Parte esencial de la tradición de toda una cultura enclavada de cara al Mediterráneo, y ahora una importante industria en el llamado Nuevo Mundo, el vino no es otra cosa que la vida misma para pueblos enteros.
Cientos de miles de gentes en todo el planeta bregan la tierra, de sol a sol y durante todo el año, para extraer de ellas los frutos de la vid.
Para muchos, el futuro del vino, lógicamente, era lo que hoy vivimos: más y mejores productos, altos niveles de tecnología, masificación, comercialización global, calidad a buen precio. Para otros, el vino tomó un rumbo equivocado: la estandarización de su gusto, la pérdida de la identidad y la expresión del origen, la homogeneización de estilos, etc.
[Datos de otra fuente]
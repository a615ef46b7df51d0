//! The `version` subcommand.

use clap::Args;

use crate::output::{format_output, FormatError, OutputFormat};
use crate::version::VersionDetail;

/// Options for the `version` subcommand.
#[derive(Args, Debug)]
pub struct VersionOptions {
    /// Output format
    #[arg(short, long, value_enum, default_value_t = OutputFormat::Text)]
    pub output: OutputFormat,
}

impl VersionOptions {
    /// Print version information in the requested format.
    pub fn run(&self) -> Result<(), FormatError> {
        println!("{}", format_output(&VersionDetail::current(), self.output)?);
        Ok(())
    }
}
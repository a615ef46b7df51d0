//! opentracer binary: subscriber init, CLI dispatch, exit code.

use clap::Parser;
use tracing_subscriber::{layer::SubscriberExt, util::SubscriberInitExt};

use opentracer::cli::{Cli, Commands};

fn main() {
    let cli = Cli::parse();

    // Diagnostics go to stderr so the wrapped command's stdout stays clean.
    let default_filter = match &cli.command {
        Commands::Run(opts) if opts.debug => "opentracer=debug",
        _ => "opentracer=info",
    };
    tracing_subscriber::registry()
        .with(
            tracing_subscriber::EnvFilter::try_from_default_env()
                .unwrap_or_else(|_| default_filter.into()),
        )
        .with(tracing_subscriber::fmt::layer().with_writer(std::io::stderr))
        .init();

    let result: Result<(), Box<dyn std::error::Error>> = match &cli.command {
        Commands::Run(opts) => opts.run().map_err(Into::into),
        Commands::Version(opts) => opts.run().map_err(Into::into),
    };

    if let Err(err) = result {
        eprintln!("{err}");
        std::process::exit(1);
    }
}
//! Command-line interface definitions and subcommand orchestration.

pub mod run;
pub mod version;

use clap::{Parser, Subcommand};

/// opentracer executes a shell command inside an OpenTelemetry span.
#[derive(Parser, Debug)]
#[command(
    name = "opentracer",
    version,
    about = "Run a shell command inside an OpenTelemetry span",
    long_about = "Invoke a shell command inside an OpenTelemetry span.\n\n\
        opentracer performs token replacement on the command text before executing it,\n\
        exports the same tokens as environment variables so scripts inside the command\n\
        can reference the trace context, and propagates trace lineage through the\n\
        W3CTRACEPARENT environment variable so nested opentracer invocations create\n\
        child spans automatically."
)]
pub struct Cli {
    #[command(subcommand)]
    pub command: Commands,
}

#[derive(Subcommand, Debug)]
pub enum Commands {
    /// Run a command inside an open trace and span
    Run(run::RunOptions),
    /// Show version information
    Version(version::VersionOptions),
}

#[cfg(test)]
mod tests {
    use super::*;
    use clap::CommandFactory;

    #[test]
    fn test_cli_definition_is_consistent() {
        Cli::command().debug_assert();
    }

    #[test]
    fn test_parse_run_with_trailing_command_flags() {
        let cli = Cli::try_parse_from([
            "opentracer",
            "run",
            "--trace-log-file",
            "/tmp/trace.log",
            "--tag",
            "client:acme",
            "curl",
            "-kv",
            "https://example.com",
        ])
        .unwrap();
        match cli.command {
            Commands::Run(opts) => {
                assert_eq!(opts.tags, vec!["client:acme"]);
                assert_eq!(opts.command, vec!["curl", "-kv", "https://example.com"]);
            }
            other => panic!("expected run, got {other:?}"),
        }
    }

    #[test]
    fn test_parse_version_output_flag() {
        let cli = Cli::try_parse_from(["opentracer", "version", "-o", "json"]).unwrap();
        assert!(matches!(cli.command, Commands::Version(_)));
    }
}
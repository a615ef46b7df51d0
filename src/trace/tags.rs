//! Span tag parsing: `key:value[:type]` strings into typed attributes.
//!
//! # Responsibilities
//! - Split raw `--tag` strings and validate the declared type
//! - Resolve trace-context tokens inside the value before conversion
//! - Produce OpenTelemetry `KeyValue` attributes
//!
//! # Design Decisions
//! - Fewer than two parts or an unknown type is a fatal error, surfaced
//!   before any process is spawned
//! - A value that fails numeric/bool conversion falls back to a string
//!   attribute holding the substituted value, with a warning; the source
//!   tool did this silently and downstream dashboards rely on the tag still
//!   arriving

use std::str::FromStr;

use opentelemetry::KeyValue;
use thiserror::Error;

use crate::trace::tokens::TokenResolver;

/// Errors turning a raw tag string into a typed attribute.
#[derive(Debug, Error, PartialEq, Eq)]
pub enum TagParseError {
    /// The raw string had fewer than two colon-delimited parts.
    #[error("must specify key:value (or optionally key:value:type): '{0}'")]
    MissingValue(String),

    /// The declared type was not one of the supported attribute types.
    #[error("invalid attribute type '{typ}' in tag '{raw}': expected one of string|bool|int|int32|int64")]
    InvalidType { raw: String, typ: String },
}

/// The supported attribute value types.
#[derive(Debug, Clone, Copy, PartialEq, Eq)]
pub enum AttributeType {
    String,
    Bool,
    Int,
    Int32,
    Int64,
}

impl FromStr for AttributeType {
    type Err = ();

    fn from_str(s: &str) -> Result<Self, Self::Err> {
        match s {
            "string" => Ok(AttributeType::String),
            "bool" => Ok(AttributeType::Bool),
            "int" => Ok(AttributeType::Int),
            "int32" => Ok(AttributeType::Int32),
            "int64" => Ok(AttributeType::Int64),
            _ => Err(()),
        }
    }
}

/// Parse a raw `key:value[:type]` string into a span attribute.
///
/// The value part is passed through token substitution before type
/// conversion, so `--tag request:$TRACE_ID` tags the span with the resolved
/// trace ID. Parts beyond the third are ignored.
pub fn parse_tag(resolver: &TokenResolver, raw: &str) -> Result<KeyValue, TagParseError> {
    let parts: Vec<&str> = raw.split(':').collect();
    if parts.len() < 2 {
        return Err(TagParseError::MissingValue(raw.to_string()));
    }

    let key = parts[0].to_string();
    let value = resolver.substitute(parts[1]);
    let attr_type = match parts.get(2) {
        Some(typ) => typ.parse().map_err(|_| TagParseError::InvalidType {
            raw: raw.to_string(),
            typ: (*typ).to_string(),
        })?,
        None => AttributeType::String,
    };

    Ok(coerce(key, value, attr_type))
}

fn coerce(key: String, value: String, attr_type: AttributeType) -> KeyValue {
    match attr_type {
        AttributeType::String => KeyValue::new(key, value),
        AttributeType::Bool => match value.parse::<bool>() {
            Ok(v) => KeyValue::new(key, v),
            Err(_) => string_fallback(key, value, "bool"),
        },
        AttributeType::Int | AttributeType::Int32 => match value.parse::<i32>() {
            Ok(v) => KeyValue::new(key, i64::from(v)),
            Err(_) => string_fallback(key, value, "int32"),
        },
        AttributeType::Int64 => match value.parse::<i64>() {
            Ok(v) => KeyValue::new(key, v),
            Err(_) => string_fallback(key, value, "int64"),
        },
    }
}

fn string_fallback(key: String, value: String, wanted: &str) -> KeyValue {
    tracing::warn!(
        tag = %key,
        value = %value,
        wanted,
        "tag value failed type conversion; keeping it as a string attribute"
    );
    KeyValue::new(key, value)
}
//! Child process execution with trace context injected into argv and env.
//!
//! # Responsibilities
//! - Apply token substitution to the command path and each argument
//! - Append the trace environment rows on top of the inherited environment
//! - Run the child to completion, classifying the outcome
//!
//! # Design Decisions
//! - Standard input/output/error are inherited, so the wrapped command
//!   behaves as if run directly
//! - No timeout or cancellation: the parent blocks until the child exits

use std::process::Command;

use thiserror::Error;

use crate::trace::tokens::TokenResolver;
use crate::version;

/// Errors launching or waiting on the child process.
#[derive(Debug, Error)]
pub enum ExecError {
    /// The child process could not be started.
    #[error("failed to launch '{command}': {source}")]
    Launch {
        command: String,
        source: std::io::Error,
    },

    /// The child exited with a non-zero status code.
    #[error("run command exited with error: {code}")]
    NonZeroExit { code: i32 },

    /// The child was terminated by a signal before exiting.
    #[error("run command was terminated by a signal")]
    Terminated,
}

/// A command with trace tokens resolved and trace environment rows attached.
#[derive(Debug, Clone)]
pub struct PreparedCommand {
    pub program: String,
    pub args: Vec<String>,
    pub env: Vec<(String, String)>,
}

impl PreparedCommand {
    /// Substitute tokens into the program path and every argument, and build
    /// the environment rows appended to the child (the child additionally
    /// inherits the parent's full environment unmodified).
    pub fn new(resolver: &TokenResolver, program: &str, args: &[String]) -> Self {
        let mut env = resolver.trace_env();
        env.push((
            version::VERSION_ENV.to_string(),
            version::VERSION.to_string(),
        ));
        Self {
            program: resolver.substitute(program),
            args: args.iter().map(|arg| resolver.substitute(arg)).collect(),
            env,
        }
    }

    /// The ready-to-run `Command`, stdio inherited.
    pub fn command(&self) -> Command {
        let mut command = Command::new(&self.program);
        command.args(&self.args);
        command.envs(self.env.iter().cloned());
        command
    }

    /// Run the child and block until it exits.
    pub fn run(&self) -> Result<(), ExecError> {
        let status = self.command().status().map_err(|source| ExecError::Launch {
            command: self.program.clone(),
            source,
        })?;
        match status.code() {
            Some(0) => Ok(()),
            Some(code) => Err(ExecError::NonZeroExit { code }),
            None => Err(ExecError::Terminated),
        }
    }
}

#[cfg(test)]
mod tests {
    use super::*;
    use opentelemetry::trace::{SpanContext, SpanId, TraceFlags, TraceId, TraceState};

    fn resolver() -> TokenResolver {
        let ctx = SpanContext::new(
            TraceId::from_hex("4bf92f3577b34da6a3ce929d0e0e4736").unwrap(),
            SpanId::from_hex("00f067aa0ba902b7").unwrap(),
            TraceFlags::default(),
            false,
            TraceState::default(),
        );
        TokenResolver::new(&ctx)
    }

    #[test]
    fn test_substitutes_program_and_args() {
        let prepared = PreparedCommand::new(
            &resolver(),
            "/usr/bin/curl",
            &[
                "-H".to_string(),
                "traceparent:$W3CTRACEPARENT".to_string(),
                "https://example.com/info".to_string(),
            ],
        );
        assert_eq!(prepared.program, "/usr/bin/curl");
        assert_eq!(
            prepared.args[1],
            "traceparent:00-4bf92f3577b34da6a3ce929d0e0e4736-00f067aa0ba902b7-00"
        );
        assert_eq!(prepared.args[2], "https://example.com/info");
    }

    #[test]
    fn test_env_rows_include_version_marker() {
        let prepared = PreparedCommand::new(&resolver(), "true", &[]);
        assert_eq!(prepared.env.len(), 6);
        let marker = prepared
            .env
            .iter()
            .find(|(name, _)| name == version::VERSION_ENV)
            .expect("version marker present");
        assert_eq!(marker.1, version::VERSION);
        assert!(prepared
            .env
            .iter()
            .any(|(name, value)| name == "DD_SPAN_ID" && value == &0x00f067aa0ba902b7u64.to_string()));
    }

    #[cfg(unix)]
    #[test]
    fn test_run_reports_exit_code() {
        let prepared = PreparedCommand::new(
            &resolver(),
            "sh",
            &["-c".to_string(), "exit 3".to_string()],
        );
        match prepared.run() {
            Err(ExecError::NonZeroExit { code }) => assert_eq!(code, 3),
            other => panic!("expected NonZeroExit, got {other:?}"),
        }
    }

    #[cfg(unix)]
    #[test]
    fn test_run_success() {
        let prepared = PreparedCommand::new(&resolver(), "true", &[]);
        assert!(prepared.run().is_ok());
    }

    #[test]
    fn test_launch_failure() {
        let prepared =
            PreparedCommand::new(&resolver(), "/nonexistent/opentracer-test-binary", &[]);
        assert!(matches!(prepared.run(), Err(ExecError::Launch { .. })));
    }
}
El vino vive, hoy por hoy, y sobre todo en el contexto del consumidor que se inicia y rápidamente pasa a niveles de sofisticación importantes –si su bolsillo se lo permite, claro está-, su mejor momento. Los grandes vinos del mundo, expresión suprema del terroir y su cultura –etiquetas míticas como Margaux, Latour, Pétrus, Yquem, Romanée Conti, Haut-Brion, Lafite o Mouton en Francia; Vega Sicilia o Pingus en España; Solaia u Ornellaia en Italia; Clos Apalta o Almaviva en Chile, por solo nombrar algunos lugares comunes- seguirán imbatibles con respecto a su envidiado prestigio y belleza. Supremos sí, pero inalcanzables. Prácticamente inexistentes para la mayoría de los consumidores: estos portentos ¿quién los paga y quién los bebe? Por eso, el tema de la estandarización es tan discutible. Que competentes enólogos recorran el mundo asesorando bodegas –como Michel Rolland, flying winemaker vapuleado en el bucólico documental Mondovino (2004), escrito y dirigido por Jonathan Nossiter- ¿qué tiene de malo?
Su trabajo, justamente, no hace otra cosa que mejorar productos, hacerlos más atractivos y bebibles, más allá de la decencia que cualquier etiqueta debe mostrar, sobre todo, cuando hace posible que el consumidor “de a pie”, el que realmente mantiene la industria, tenga posibilidad de vinos mejor elaborados, pero a precios razonables. Dicho consumidor, inevitablemente y con el tiempo y luego de ganar en experiencia, sabrá hacerse una opinión sobre este estilo de vinos, marcados por la impronta técnica y el punto de vista gustativo de hombres como Rolland. Por otra parte, los pequeños productores y propietarios que cada país vitivinícola oculta misteriosamente en el laberinto de sus viñedos, seguirán haciendo su trabajo artesano y subterráneo de alquimistas, y si las “leyes del mercado” no los terminan fagocitando, estarán ahí, ojalá y por mucho tiempo, para quien los descubra, los pague y los disfrute.
Mientras tanto, el siglo XXI innova y democratiza, pero cada vez mejores productos. La tapa de rosca, el tapón sintético, el tetrapack –empaque que, como pocos, conserva y mantiene muy bien la frescura del líquido envasado-, y hasta los vinos en lata con capacidad para dos copas, lo hará cada vez un producto más popular, menos exclusivo, y eso está muy bien. ¿No es mejor eso que rendirse a la impronta tiránica y aburrida de las tristes, empalagosas, sosas e indigestas gaseosas?